Infectious diseases, maternal and child health in Africa; community-based planning and poverty in Southeast Asia; theories of cultural differences in China; and the development of remote sensing satellites are at the heart of research being done by Cornell’s first cohort of International Faculty Fellows with the Mario Einaudi Center for International Studies.

Andrea Bachner, comparative literature (Arts and Sciences); Victoria Beard, city and regional planning (Architecture, Art and Planning); Saurabh Mehta, nutritional sciences (Human Ecology); and Daniel Selva, mechanical and aerospace engineering (Engineering), will start three-year terms as International Faculty Fellows this summer. As such, they will be expected to contribute to the intellectual life of the Mario Einaudi Center for International Studies by hosting workshops in their fields, interacting with various international programs housed within the center and working across disciplines to foster cross-college connections.

Nominated by the deans of their respective colleges/schools and chosen by a faculty committee chaired by Vice Provost for International Affairs and Einaudi Center Director Fredrik Logevall, fellows are selected on the basis of their internationally focused research and teaching and scholarly achievements.

“This new initiative is a centerpiece of our new Call to Action: Advancing Cornell’s International Dimension,” says Logevall. “It is meant to foster new collaborations among the colleges and the Einaudi Center, to enhance the connectivity of internationalization across campus, and to assist Cornell’s colleges and schools with recruitment and retention of superb faculty whose research and teaching have an international focus.”

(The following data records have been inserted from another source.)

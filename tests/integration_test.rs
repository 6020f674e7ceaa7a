use anyhow::Result;
use employee_etl::{Config, EtlError, Pipeline, RecordStore, SqliteStore};
use std::fs;
use std::path::Path;
use tempfile::tempdir;

const SAMPLE: &str = "Alice Smith | alice@x.com | 555-1234 | 1 Main St | 90210
Bob Jones | bob@x.com | 555-9876 | 22 Oak Ave, Apt 4 | 10001
Carol \"CJ\" White | carol@x.com | 555-0000 |
    3 Pine Rd | 60601
Dan Brown | dan@x.com | 555-1111 | 4 Elm St | 9A210
Eve Black | eve@x.com | 555-2222 | 5 Birch Ln | 73301
";

fn setup(dir: &Path, input: &str) -> Result<Config> {
    let mut config = Config::default();
    config.input.path = dir.join("employees_data.txt");
    config.output.path = dir.join("out").join("output.csv");
    config.database.path = dir.join("usersdata.db");
    fs::write(&config.input.path, input)?;
    SqliteStore::create(&config.database.path, &config.database.table)?;
    Ok(config)
}

fn read_csv(path: &Path) -> Result<(Vec<String>, Vec<Vec<String>>)> {
    let mut reader = csv::Reader::from_path(path)?;
    let header: Vec<String> = reader.headers()?.iter().map(str::to_string).collect();
    let mut rows: Vec<Vec<String>> = Vec::new();
    for record in reader.records() {
        rows.push(record?.iter().map(str::to_string).collect());
    }
    Ok((header, rows))
}

fn open_store(config: &Config) -> employee_etl::Result<SqliteStore> {
    SqliteStore::open(&config.database.path, &config.database.table)
}

#[test]
fn test_full_pipeline_counts_agree() -> Result<()> {
    let dir = tempdir()?;
    let config = setup(dir.path(), SAMPLE)?;
    let pipeline = Pipeline::new(config.clone())?;

    let result = pipeline.run(open_store)?;

    // Dan's record has a non-numeric postal code and is skipped
    assert_eq!(result.records_found, 4);
    assert_eq!(result.csv_rows_written, 4);
    assert_eq!(result.rows_inserted, 4);

    let (header, rows) = read_csv(&config.output.path)?;
    assert_eq!(header, vec!["Name", "Email", "Phone", "Address", "PostalCode"]);
    assert_eq!(rows.len(), result.records_found);

    let store = open_store(&config)?;
    assert_eq!(store.count_rows()?, 4);
    Ok(())
}

#[test]
fn test_csv_round_trip_matches_store_rows() -> Result<()> {
    let dir = tempdir()?;
    let config = setup(dir.path(), SAMPLE)?;
    Pipeline::new(config.clone())?.run(open_store)?;

    let (_, csv_rows) = read_csv(&config.output.path)?;
    let expected: Vec<Vec<&str>> = vec![
        vec!["Alice Smith", "alice@x.com", "555-1234", "1 Main St", "90210"],
        vec!["Bob Jones", "bob@x.com", "555-9876", "22 Oak Ave, Apt 4", "10001"],
        vec!["Carol \"CJ\" White", "carol@x.com", "555-0000", "3 Pine Rd", "60601"],
        vec!["Eve Black", "eve@x.com", "555-2222", "5 Birch Ln", "73301"],
    ];
    assert_eq!(csv_rows, expected);

    let stored = open_store(&config)?.fetch_all()?;
    let stored: Vec<Vec<String>> = stored.into_iter().map(|row| row.to_vec()).collect();
    assert_eq!(stored, csv_rows);
    Ok(())
}

#[test]
fn test_single_record_scenario() -> Result<()> {
    let dir = tempdir()?;
    let config = setup(
        dir.path(),
        "Alice Smith | alice@x.com | 555-1234 | 1 Main St | 90210\n",
    )?;

    let result = Pipeline::new(config.clone())?.run(open_store)?;

    assert_eq!(result.records_found, 1);
    assert_eq!(result.rows_inserted, 1);
    assert_eq!(
        fs::read_to_string(&config.output.path)?,
        "Name,Email,Phone,Address,PostalCode\nAlice Smith,alice@x.com,555-1234,1 Main St,90210\n"
    );
    Ok(())
}

#[test]
fn test_no_matches_writes_header_only() -> Result<()> {
    let dir = tempdir()?;
    let config = setup(dir.path(), "nothing to see here\njust | one | pipe-ish | line\n")?;

    let result = Pipeline::new(config.clone())?.run(open_store)?;

    assert_eq!(result.records_found, 0);
    assert_eq!(result.rows_inserted, 0);
    assert_eq!(
        fs::read_to_string(&config.output.path)?,
        "Name,Email,Phone,Address,PostalCode\n"
    );
    assert_eq!(open_store(&config)?.count_rows()?, 0);
    Ok(())
}

#[test]
fn test_second_run_duplicates_rows() -> Result<()> {
    let dir = tempdir()?;
    let config = setup(dir.path(), SAMPLE)?;
    let pipeline = Pipeline::new(config.clone())?;

    pipeline.run(open_store)?;
    let second = pipeline.run(open_store)?;

    assert_eq!(second.rows_inserted, 4);
    assert_eq!(open_store(&config)?.count_rows()?, 8);
    Ok(())
}

#[test]
fn test_constraint_violation_commits_nothing() -> Result<()> {
    let dir = tempdir()?;
    let config = setup(
        dir.path(),
        "Alice | same@x.com | 555 | 1 Main St | 90210\nBob | same@x.com | 556 | 2 Main St | 90211\n",
    )?;
    open_store(&config)?
        .connection()
        .execute_batch("CREATE UNIQUE INDEX users_email ON users (email);")?;

    let err = Pipeline::new(config.clone())?.run(open_store).unwrap_err();

    assert!(matches!(err, EtlError::StoreConstraint(_)), "got {err:?}");
    assert_eq!(open_store(&config)?.count_rows()?, 0);
    // The CSV is written before the insert and stays behind
    assert_eq!(read_csv(&config.output.path)?.1.len(), 2);
    Ok(())
}

#[test]
fn test_missing_database_is_connection_error() -> Result<()> {
    let dir = tempdir()?;
    let mut config = setup(dir.path(), SAMPLE)?;
    config.database.path = dir.path().join("elsewhere.db");

    let err = Pipeline::new(config.clone())?.run(open_store).unwrap_err();

    assert!(matches!(err, EtlError::StoreConnection(_)));
    assert!(!config.database.path.exists());
    Ok(())
}

#[test]
fn test_run_with_store_reuses_open_connection() -> Result<()> {
    let dir = tempdir()?;
    let config = setup(dir.path(), SAMPLE)?;
    let mut store = open_store(&config)?;

    let result = Pipeline::new(config)?.run_with_store(&mut store)?;

    assert_eq!(result.rows_inserted, store.count_rows()?);
    assert!(store.describe().starts_with("users"));
    Ok(())
}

Bachner, assistant professor, explores comparative intersections among Sinophone, Latin American and European cultural productions in dialogue with theories of interculturality, sexuality and mediality. She is the author of “Beyond Sinology: Chinese Writing and the Scripts of Cultures” (forthcoming from Columbia University Press) and co-editor of the forthcoming Oxford Handbook of Modern Chinese Literatures.

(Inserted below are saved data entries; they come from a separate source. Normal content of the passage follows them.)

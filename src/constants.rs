//! Defaults and fixed names shared across the pipeline stages.

// Input
pub const DEFAULT_INPUT_FILE: &str = "employees_data.txt";
pub const DEFAULT_DELIMITER: char = '|';

// Output
pub const DEFAULT_CSV_FILE: &str = "output.csv";
pub const CSV_HEADER: [&str; 5] = ["Name", "Email", "Phone", "Address", "PostalCode"];

// Store
pub const DEFAULT_DATABASE_FILE: &str = "usersdata.db";
pub const DEFAULT_TABLE: &str = "users";
pub const TABLE_COLUMNS: [&str; 5] = ["name", "email", "phone", "address", "postal_code"];

// Configuration
pub const DEFAULT_CONFIG_FILE: &str = "employee_etl.toml";
pub const ENV_INPUT: &str = "EMPLOYEE_ETL_INPUT";
pub const ENV_OUTPUT: &str = "EMPLOYEE_ETL_OUTPUT";
pub const ENV_DATABASE: &str = "EMPLOYEE_ETL_DATABASE";
pub const ENV_TABLE: &str = "EMPLOYEE_ETL_TABLE";

// Logging
pub const LOG_DIR: &str = "logs";
pub const LOG_FILE_PREFIX: &str = "employee_etl.log";
pub const DEFAULT_LOG_FILTER: &str = "employee_etl=info,warn";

Beard, associate professor, focuses on international urbanization and planning, particularly the intersection of collective action, social movements, transnational processes and planning. One research project examines community-based planning and poverty alleviation in Indonesia, Thailand and Cambodia, and another examines transnational community-based planning in southern California and Oaxaca. She is a core faculty member in the Cornell’s Southeast Asia Program, and a faculty fellow in the Atkinson Center for a Sustainable Future and in the Center for Community Engaged Learning + Research.

Mehta, assistant professor, is a physician with a doctorate in epidemiology and nutrition. He has conducted postdoctoral research in nutritional epidemiology at Harvard and worked more than 10 years in resource-limited settings in the areas of infectious diseases, particularly HIV and tuberculosis, epidemiology and nutrition. He also studies a neglected tropical diseases, and maternal and child health. Specifically, he looks at the role of micronutrients in modulation of the immune response, perinatal health, and applying novel diagnostics and analytic methodologies to advance clinical care in resource-limited settings in India, sub-Saharan Africa and Latin America.

Selva, assistant professor, who holds advanced-level degrees from world-class institutions in Spain, France and Boston and has professional experience in French Guiana, says that he has made international diversity a guiding principle in his personal and professional life.
 His research focuses on developing a CubeSat (a very small satellite) for remote sensing of agriculture with Spanish and Russian partners; it will have an educational component that will foster collaboration between Cornell students and Spanish and Russian students.